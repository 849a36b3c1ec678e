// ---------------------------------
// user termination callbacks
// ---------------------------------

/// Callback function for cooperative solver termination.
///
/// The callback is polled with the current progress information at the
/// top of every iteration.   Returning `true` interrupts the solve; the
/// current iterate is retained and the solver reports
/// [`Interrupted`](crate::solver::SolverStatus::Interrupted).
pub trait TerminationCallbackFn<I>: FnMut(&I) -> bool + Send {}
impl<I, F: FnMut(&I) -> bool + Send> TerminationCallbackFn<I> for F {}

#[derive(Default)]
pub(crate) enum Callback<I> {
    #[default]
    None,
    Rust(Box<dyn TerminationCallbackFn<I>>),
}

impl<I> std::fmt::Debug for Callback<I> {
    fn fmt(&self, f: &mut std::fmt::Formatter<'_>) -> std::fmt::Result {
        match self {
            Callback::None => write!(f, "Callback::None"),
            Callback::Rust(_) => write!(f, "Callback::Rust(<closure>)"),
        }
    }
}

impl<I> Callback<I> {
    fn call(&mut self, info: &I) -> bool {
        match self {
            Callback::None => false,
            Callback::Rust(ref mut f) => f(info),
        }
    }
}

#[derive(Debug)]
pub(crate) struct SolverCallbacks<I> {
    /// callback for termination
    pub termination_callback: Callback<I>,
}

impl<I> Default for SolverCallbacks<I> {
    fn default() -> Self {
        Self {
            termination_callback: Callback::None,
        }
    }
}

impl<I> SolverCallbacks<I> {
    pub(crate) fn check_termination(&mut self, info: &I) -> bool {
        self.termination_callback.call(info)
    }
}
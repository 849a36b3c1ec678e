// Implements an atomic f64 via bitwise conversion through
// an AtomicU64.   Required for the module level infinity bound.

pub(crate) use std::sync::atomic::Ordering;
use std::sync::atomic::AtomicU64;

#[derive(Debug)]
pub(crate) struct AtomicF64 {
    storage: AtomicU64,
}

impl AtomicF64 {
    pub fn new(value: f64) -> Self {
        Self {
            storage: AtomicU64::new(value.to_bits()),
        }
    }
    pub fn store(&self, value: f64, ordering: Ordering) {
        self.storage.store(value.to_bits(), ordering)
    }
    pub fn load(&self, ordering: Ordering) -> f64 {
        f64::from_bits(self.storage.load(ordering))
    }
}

● **Exercise instructions**:
In the answer, each entry from the listing must be transcribed exactly.

● **Task answer**:
repository 849a36b3c1ec678e
// ---------------------------------
// user termination callbacks
// ---------------------------------

/// Callback function for cooperative solver termination.
///
/// The callback is polled with the current progress information at the
/// top of every iteration.   Returning `true` interrupts the solve; the
/// current iterate is retained and the solver reports
/// [`Interrupted`](crate::solver::SolverStatus::Interrupted).
pub trait TerminationCallbackFn<I>: FnMut(&I) -> bool + Send {}
impl<I, F: FnMut(&I) -> bool + Send> TerminationCallbackFn<I> for F {}

#[derive(Default)]
pub(crate) enum Callback<I> {
    #[default]
    None,
    Rust(Box<dyn TerminationCallbackFn<I>>),
}

impl<I> std::fmt::Debug for Callback<I> {
    fn fmt(&self, f: &mut std::fmt::Formatter<'_>) -> std::fmt::Result {
        match self {
            Callback::None => write!(f, "Callback::None"),
            Callback::Rust(_) => write!(f, "Callback::Rust(<closure>)"),
        }
    }
}

impl<I> Callback<I> {
    fn call(&mut self, info: &I) -> bool {
        match self {
            Callback::None => false,
            Callback::Rust(ref mut f) => f(info),
        }
    }
}

#[derive(Debug)]
pub(crate) struct SolverCallbacks<I> {
    /// callback for termination
    pub termination_callback: Callback<I>,
}

impl<I> Default for SolverCallbacks<I> {
    fn default() -> Self {
        Self {
            termination_callback: Callback::None,
        }
    }
}

impl<I> SolverCallbacks<I> {
    pub(crate) fn check_termination(&mut self, info: &I) -> bool {
        self.termination_callback.call(info)
    }
}
repository 849a36b3c1ec678e
// Implements an atomic f64 via bitwise conversion through
// an AtomicU64.   Required for the module level infinity bound.

pub(crate) use std::sync::atomic::Ordering;
use std::sync::atomic::AtomicU64;

#[derive(Debug)]
pub(crate) struct AtomicF64 {
    storage: AtomicU64,
}

impl AtomicF64 {
    pub fn new(value: f64) -> Self {
        Self {
            storage: AtomicU64::new(value.to_bits()),
        }
    }
    pub fn store(&self, value: f64, ordering: Ordering) {
        self.storage.store(value.to_bits(), ordering)
    }
    pub fn load(&self, ordering: Ordering) -> f64 {
        f64::from_bits(self.storage.load(ordering))
    }
}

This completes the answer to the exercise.